[[ Supplied data, beginning ]]

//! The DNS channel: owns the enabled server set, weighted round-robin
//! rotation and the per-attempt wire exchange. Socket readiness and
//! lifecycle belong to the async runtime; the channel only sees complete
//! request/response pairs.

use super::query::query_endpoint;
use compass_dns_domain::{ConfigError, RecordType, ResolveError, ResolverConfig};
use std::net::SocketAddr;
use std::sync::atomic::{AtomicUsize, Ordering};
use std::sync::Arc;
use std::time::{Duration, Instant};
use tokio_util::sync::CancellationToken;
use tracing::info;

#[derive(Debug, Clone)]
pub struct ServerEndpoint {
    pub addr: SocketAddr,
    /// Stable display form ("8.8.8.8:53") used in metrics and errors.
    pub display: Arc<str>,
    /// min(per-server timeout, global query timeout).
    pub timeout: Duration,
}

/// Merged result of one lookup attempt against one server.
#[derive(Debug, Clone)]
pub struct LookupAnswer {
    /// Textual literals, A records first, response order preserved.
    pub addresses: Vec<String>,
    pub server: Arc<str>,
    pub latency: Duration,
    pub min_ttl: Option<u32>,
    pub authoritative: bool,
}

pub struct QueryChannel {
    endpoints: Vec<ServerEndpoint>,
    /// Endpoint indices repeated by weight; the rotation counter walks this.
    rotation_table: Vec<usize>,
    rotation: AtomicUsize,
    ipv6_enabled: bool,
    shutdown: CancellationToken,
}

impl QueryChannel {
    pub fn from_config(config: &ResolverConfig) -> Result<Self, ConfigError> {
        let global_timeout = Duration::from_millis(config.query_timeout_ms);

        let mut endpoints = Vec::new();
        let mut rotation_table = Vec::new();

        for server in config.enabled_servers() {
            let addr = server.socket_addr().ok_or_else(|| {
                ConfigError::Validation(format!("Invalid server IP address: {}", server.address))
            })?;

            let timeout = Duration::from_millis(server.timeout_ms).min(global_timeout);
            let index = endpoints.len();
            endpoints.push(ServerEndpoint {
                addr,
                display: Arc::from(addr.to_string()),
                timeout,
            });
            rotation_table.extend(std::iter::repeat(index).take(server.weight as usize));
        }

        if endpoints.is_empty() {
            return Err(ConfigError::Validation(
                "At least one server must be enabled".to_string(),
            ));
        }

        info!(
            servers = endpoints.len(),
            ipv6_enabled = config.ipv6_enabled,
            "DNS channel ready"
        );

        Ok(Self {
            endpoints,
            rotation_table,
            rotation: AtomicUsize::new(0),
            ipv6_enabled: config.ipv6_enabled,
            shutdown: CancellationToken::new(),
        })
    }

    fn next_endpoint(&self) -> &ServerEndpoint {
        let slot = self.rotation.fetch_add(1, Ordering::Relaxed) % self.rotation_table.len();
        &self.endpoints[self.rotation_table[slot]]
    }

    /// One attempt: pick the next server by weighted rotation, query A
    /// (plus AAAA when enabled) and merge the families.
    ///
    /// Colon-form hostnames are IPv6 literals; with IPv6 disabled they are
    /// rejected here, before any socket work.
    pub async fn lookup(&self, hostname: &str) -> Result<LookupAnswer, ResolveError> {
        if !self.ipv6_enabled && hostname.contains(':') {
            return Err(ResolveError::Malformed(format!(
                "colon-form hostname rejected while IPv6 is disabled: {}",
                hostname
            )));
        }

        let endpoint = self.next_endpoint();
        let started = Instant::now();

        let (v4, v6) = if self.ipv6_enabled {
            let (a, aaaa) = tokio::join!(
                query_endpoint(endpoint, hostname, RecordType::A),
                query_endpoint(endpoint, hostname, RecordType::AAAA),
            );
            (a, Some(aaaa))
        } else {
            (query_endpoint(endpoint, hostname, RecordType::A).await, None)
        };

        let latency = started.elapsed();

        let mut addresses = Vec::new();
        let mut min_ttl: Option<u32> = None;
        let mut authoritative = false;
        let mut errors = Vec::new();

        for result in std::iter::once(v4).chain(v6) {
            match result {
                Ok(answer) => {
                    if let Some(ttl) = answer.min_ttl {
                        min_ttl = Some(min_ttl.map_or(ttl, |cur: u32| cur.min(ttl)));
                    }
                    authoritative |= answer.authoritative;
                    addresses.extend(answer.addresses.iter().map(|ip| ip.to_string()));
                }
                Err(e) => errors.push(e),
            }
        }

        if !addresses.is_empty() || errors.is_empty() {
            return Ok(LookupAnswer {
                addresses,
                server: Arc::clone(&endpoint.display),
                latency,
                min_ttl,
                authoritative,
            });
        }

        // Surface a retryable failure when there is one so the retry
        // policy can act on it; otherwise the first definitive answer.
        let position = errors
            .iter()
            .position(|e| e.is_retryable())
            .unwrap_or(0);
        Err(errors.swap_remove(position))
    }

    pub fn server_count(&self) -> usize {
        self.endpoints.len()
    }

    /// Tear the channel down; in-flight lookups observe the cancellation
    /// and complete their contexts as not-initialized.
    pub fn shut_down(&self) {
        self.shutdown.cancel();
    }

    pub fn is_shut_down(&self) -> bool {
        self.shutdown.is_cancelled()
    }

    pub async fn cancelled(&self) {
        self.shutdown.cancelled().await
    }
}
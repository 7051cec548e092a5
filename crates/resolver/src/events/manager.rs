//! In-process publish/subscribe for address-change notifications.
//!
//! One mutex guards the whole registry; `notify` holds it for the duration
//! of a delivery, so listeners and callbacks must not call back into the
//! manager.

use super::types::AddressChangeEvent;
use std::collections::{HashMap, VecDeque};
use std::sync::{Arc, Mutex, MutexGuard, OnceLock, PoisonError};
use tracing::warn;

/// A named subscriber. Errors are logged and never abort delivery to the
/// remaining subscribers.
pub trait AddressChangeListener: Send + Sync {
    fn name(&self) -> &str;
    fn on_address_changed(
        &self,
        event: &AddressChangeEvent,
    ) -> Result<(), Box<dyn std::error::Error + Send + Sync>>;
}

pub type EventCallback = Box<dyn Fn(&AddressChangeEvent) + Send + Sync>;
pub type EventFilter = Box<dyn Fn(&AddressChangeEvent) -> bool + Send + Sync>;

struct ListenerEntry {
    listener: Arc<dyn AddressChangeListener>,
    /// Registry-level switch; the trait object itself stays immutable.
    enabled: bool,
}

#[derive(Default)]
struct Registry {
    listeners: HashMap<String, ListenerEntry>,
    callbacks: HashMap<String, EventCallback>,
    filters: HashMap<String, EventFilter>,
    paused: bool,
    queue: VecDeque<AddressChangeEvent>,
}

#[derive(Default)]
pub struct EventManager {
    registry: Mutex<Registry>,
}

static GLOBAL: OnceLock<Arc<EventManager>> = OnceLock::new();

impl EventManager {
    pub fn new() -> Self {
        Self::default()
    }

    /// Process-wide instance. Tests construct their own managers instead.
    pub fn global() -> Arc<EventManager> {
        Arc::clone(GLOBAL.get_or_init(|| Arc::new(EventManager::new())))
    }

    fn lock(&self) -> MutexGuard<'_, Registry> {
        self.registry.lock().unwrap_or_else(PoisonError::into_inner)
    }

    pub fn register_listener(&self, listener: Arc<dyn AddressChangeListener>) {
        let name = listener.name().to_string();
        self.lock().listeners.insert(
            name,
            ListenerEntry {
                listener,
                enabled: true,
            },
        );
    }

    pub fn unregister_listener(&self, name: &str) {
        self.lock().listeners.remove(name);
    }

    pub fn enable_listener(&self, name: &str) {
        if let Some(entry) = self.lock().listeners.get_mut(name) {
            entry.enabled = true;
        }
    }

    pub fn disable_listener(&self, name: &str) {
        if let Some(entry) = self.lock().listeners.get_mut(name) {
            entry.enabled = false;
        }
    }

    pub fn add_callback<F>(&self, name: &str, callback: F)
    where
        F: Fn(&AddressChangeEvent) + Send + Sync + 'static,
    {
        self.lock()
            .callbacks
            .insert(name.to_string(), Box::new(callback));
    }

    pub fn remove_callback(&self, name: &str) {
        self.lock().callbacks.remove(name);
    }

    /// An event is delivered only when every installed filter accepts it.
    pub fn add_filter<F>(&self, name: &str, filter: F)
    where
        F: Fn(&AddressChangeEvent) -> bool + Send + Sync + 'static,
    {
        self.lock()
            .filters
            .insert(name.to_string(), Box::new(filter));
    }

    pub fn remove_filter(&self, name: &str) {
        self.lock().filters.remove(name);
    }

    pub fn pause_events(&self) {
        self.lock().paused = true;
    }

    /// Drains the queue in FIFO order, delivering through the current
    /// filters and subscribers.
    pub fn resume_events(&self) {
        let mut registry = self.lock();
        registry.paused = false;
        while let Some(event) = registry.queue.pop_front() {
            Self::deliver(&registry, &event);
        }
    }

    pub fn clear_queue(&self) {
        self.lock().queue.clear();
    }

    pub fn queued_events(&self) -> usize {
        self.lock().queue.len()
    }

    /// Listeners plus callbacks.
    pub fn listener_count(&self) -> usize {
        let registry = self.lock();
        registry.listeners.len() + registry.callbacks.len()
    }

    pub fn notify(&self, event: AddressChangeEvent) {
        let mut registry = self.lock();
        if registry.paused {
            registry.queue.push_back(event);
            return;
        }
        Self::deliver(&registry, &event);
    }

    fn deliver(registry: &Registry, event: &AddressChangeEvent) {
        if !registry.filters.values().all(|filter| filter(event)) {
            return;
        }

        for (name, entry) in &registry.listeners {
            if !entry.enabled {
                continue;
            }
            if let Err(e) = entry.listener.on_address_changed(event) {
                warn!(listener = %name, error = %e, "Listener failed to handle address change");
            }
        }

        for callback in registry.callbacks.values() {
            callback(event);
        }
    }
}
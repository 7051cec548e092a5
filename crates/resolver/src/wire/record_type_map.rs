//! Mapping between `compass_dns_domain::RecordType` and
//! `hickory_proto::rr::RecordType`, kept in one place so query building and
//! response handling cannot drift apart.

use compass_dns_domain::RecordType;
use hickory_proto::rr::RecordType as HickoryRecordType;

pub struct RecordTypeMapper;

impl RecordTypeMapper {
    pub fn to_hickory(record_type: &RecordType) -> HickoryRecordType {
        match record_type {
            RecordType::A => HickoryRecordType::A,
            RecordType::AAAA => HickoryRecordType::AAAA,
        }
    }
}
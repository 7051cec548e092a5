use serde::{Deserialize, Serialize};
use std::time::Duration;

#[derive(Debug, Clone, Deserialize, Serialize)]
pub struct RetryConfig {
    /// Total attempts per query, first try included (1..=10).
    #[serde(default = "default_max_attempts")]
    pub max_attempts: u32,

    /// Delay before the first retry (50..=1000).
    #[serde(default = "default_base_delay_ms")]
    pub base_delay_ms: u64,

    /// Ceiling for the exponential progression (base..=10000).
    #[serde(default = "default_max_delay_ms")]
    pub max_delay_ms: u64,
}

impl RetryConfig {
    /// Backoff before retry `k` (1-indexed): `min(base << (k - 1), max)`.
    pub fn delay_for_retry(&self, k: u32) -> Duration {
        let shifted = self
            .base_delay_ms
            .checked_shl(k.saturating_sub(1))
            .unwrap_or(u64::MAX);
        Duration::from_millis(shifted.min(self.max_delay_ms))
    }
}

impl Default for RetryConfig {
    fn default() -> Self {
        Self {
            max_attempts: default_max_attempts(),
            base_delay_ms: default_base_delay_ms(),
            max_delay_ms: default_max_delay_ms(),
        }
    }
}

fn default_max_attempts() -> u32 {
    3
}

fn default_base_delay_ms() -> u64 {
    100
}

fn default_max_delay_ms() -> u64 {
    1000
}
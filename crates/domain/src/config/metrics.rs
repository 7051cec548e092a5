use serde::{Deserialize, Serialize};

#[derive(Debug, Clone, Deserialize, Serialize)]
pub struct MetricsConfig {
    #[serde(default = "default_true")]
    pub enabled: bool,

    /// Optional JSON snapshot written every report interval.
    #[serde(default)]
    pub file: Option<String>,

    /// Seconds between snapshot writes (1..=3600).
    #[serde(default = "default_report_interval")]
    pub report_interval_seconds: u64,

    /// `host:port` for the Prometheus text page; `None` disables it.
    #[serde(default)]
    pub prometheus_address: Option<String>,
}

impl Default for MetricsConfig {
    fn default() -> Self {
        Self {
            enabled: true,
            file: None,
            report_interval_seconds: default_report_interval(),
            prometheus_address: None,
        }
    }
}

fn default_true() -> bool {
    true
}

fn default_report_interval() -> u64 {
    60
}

[[ Supplied data, end ]]
[[ Supplied data, beginning ]]

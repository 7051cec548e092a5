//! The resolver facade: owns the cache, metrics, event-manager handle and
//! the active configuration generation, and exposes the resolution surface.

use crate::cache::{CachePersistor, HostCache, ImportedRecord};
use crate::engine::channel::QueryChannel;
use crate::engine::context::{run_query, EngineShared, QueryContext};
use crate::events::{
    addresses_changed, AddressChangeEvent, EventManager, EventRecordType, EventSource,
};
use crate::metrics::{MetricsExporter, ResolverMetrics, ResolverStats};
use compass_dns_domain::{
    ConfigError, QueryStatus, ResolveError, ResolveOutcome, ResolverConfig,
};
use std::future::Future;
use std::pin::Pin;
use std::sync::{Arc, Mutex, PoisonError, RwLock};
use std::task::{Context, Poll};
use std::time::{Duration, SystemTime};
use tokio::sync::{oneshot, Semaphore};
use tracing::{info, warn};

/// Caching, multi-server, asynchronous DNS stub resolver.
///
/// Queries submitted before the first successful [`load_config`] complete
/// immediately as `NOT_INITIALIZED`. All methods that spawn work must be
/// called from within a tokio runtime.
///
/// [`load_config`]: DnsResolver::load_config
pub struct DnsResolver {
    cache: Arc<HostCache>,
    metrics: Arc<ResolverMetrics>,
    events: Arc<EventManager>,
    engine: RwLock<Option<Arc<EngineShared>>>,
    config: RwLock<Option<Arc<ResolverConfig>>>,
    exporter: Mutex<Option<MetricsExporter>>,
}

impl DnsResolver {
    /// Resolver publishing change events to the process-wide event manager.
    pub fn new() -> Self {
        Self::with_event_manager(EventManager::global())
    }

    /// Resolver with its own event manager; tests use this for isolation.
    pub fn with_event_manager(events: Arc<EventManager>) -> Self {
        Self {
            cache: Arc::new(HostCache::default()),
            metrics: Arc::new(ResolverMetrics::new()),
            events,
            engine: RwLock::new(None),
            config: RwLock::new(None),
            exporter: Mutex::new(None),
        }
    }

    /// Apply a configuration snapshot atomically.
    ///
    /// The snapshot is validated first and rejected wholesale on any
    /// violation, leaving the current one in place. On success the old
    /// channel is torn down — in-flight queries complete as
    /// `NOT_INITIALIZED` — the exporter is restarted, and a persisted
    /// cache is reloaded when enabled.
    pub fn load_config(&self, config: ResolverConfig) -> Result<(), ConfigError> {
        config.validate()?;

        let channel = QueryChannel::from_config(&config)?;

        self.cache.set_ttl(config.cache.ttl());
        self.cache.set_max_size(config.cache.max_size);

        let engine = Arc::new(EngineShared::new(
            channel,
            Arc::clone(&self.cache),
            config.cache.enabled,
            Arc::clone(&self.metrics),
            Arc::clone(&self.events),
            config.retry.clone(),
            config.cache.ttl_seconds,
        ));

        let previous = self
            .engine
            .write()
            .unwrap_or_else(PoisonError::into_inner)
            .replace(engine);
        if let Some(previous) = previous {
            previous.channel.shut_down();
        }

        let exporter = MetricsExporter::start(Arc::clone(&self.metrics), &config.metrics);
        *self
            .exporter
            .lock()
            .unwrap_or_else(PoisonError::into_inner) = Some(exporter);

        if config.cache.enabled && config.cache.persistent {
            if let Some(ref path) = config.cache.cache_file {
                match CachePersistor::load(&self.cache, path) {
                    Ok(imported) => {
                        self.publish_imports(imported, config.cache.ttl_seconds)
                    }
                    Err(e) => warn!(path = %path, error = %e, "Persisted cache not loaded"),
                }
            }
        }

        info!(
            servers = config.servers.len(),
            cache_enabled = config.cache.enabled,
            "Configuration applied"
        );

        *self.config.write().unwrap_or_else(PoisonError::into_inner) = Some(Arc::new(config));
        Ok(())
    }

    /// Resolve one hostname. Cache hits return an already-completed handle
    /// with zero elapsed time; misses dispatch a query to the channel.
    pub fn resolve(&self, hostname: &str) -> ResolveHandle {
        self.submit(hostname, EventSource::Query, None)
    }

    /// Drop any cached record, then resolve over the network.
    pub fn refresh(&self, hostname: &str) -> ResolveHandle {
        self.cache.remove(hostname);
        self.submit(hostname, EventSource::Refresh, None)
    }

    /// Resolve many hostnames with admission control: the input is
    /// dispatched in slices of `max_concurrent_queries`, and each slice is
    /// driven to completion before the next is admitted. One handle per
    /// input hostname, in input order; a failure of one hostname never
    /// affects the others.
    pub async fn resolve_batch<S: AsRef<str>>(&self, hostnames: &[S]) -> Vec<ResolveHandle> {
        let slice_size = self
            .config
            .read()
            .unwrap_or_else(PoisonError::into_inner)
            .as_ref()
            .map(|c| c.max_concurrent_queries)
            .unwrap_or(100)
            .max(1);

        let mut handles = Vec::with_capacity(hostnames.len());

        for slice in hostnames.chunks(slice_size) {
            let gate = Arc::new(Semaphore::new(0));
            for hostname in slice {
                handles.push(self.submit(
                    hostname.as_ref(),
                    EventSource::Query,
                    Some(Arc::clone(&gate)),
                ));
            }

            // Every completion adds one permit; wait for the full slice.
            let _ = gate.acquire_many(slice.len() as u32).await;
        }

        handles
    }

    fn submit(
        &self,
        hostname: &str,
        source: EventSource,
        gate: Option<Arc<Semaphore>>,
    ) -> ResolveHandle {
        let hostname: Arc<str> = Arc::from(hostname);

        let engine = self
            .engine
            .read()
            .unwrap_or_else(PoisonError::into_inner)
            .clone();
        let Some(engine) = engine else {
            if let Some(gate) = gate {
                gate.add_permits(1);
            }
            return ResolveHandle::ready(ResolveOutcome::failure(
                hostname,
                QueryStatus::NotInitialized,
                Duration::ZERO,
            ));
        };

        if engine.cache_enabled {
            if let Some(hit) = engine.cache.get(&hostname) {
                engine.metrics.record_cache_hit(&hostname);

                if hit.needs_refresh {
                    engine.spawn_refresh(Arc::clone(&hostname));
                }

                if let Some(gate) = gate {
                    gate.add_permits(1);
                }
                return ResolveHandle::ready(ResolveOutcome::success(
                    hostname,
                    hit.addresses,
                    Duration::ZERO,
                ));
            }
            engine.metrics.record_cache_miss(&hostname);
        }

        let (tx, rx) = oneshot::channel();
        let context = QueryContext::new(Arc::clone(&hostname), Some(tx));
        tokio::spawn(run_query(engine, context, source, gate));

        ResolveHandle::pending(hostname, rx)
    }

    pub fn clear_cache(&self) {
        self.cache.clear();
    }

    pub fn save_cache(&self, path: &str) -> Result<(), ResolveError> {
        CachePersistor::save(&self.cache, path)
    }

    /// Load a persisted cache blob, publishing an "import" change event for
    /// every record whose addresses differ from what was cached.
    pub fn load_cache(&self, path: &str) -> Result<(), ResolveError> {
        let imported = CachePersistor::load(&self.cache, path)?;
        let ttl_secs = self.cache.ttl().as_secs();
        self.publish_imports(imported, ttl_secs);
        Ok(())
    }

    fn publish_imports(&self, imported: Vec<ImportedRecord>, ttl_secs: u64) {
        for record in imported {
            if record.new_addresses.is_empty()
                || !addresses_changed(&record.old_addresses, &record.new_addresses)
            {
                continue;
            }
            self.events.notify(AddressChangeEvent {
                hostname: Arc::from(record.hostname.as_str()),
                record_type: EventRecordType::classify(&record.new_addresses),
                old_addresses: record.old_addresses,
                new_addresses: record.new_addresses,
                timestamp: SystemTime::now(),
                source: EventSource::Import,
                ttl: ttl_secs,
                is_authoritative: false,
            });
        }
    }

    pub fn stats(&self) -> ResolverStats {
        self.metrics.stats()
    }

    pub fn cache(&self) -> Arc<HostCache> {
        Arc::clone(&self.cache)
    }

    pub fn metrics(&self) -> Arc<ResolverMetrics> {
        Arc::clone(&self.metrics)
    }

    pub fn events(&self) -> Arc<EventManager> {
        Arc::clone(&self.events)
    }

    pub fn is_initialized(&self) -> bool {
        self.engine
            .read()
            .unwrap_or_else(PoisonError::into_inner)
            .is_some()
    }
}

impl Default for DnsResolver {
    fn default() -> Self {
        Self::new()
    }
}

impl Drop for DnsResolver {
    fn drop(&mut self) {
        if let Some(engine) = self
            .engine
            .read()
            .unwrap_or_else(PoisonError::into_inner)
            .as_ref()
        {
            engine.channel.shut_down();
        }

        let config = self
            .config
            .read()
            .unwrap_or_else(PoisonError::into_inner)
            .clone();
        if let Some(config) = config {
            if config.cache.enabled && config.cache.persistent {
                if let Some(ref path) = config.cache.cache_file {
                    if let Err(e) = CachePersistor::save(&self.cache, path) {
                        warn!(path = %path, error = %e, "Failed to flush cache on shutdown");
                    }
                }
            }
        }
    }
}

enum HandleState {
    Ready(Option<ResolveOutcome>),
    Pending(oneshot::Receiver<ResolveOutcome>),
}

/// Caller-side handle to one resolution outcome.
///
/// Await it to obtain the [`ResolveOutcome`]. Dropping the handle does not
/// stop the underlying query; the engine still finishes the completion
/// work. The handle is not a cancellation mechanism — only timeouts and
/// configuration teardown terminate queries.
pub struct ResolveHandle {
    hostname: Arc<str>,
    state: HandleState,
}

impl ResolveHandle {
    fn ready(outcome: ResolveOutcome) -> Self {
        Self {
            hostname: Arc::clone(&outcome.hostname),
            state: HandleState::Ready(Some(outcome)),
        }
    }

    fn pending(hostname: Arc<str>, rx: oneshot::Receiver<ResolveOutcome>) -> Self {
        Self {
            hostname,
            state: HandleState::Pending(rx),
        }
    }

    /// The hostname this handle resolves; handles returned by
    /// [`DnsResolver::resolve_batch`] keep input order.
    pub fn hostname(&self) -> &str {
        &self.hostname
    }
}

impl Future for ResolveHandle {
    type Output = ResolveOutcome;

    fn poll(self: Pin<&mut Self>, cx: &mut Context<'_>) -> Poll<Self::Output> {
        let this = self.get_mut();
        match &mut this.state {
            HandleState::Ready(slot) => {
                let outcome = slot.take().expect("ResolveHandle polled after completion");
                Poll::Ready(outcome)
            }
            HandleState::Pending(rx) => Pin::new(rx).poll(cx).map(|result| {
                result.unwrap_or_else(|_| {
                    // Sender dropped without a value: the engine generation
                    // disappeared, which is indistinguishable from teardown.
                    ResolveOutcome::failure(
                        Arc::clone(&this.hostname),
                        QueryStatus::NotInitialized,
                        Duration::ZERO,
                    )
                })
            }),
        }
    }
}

[[ Supplied data, end ]]

__Exercise brief__: Using the listing above, return word for word each line from the one that has "set, weighted round-robin" through the one that has "counter walks this.", and no line outside that range.

__Result of this task__:
//! The DNS channel: owns the enabled server set, weighted round-robin
//! rotation and the per-attempt wire exchange. Socket readiness and
//! lifecycle belong to the async runtime; the channel only sees complete
//! request/response pairs.

use super::query::query_endpoint;
use compass_dns_domain::{ConfigError, RecordType, ResolveError, ResolverConfig};
use std::net::SocketAddr;
use std::sync::atomic::{AtomicUsize, Ordering};
use std::sync::Arc;
use std::time::{Duration, Instant};
use tokio_util::sync::CancellationToken;
use tracing::info;

#[derive(Debug, Clone)]
pub struct ServerEndpoint {
    pub addr: SocketAddr,
    /// Stable display form ("8.8.8.8:53") used in metrics and errors.
    pub display: Arc<str>,
    /// min(per-server timeout, global query timeout).
    pub timeout: Duration,
}

/// Merged result of one lookup attempt against one server.
#[derive(Debug, Clone)]
pub struct LookupAnswer {
    /// Textual literals, A records first, response order preserved.
    pub addresses: Vec<String>,
    pub server: Arc<str>,
    pub latency: Duration,
    pub min_ttl: Option<u32>,
    pub authoritative: bool,
}

pub struct QueryChannel {
    endpoints: Vec<ServerEndpoint>,
    /// Endpoint indices repeated by weight; the rotation counter walks this.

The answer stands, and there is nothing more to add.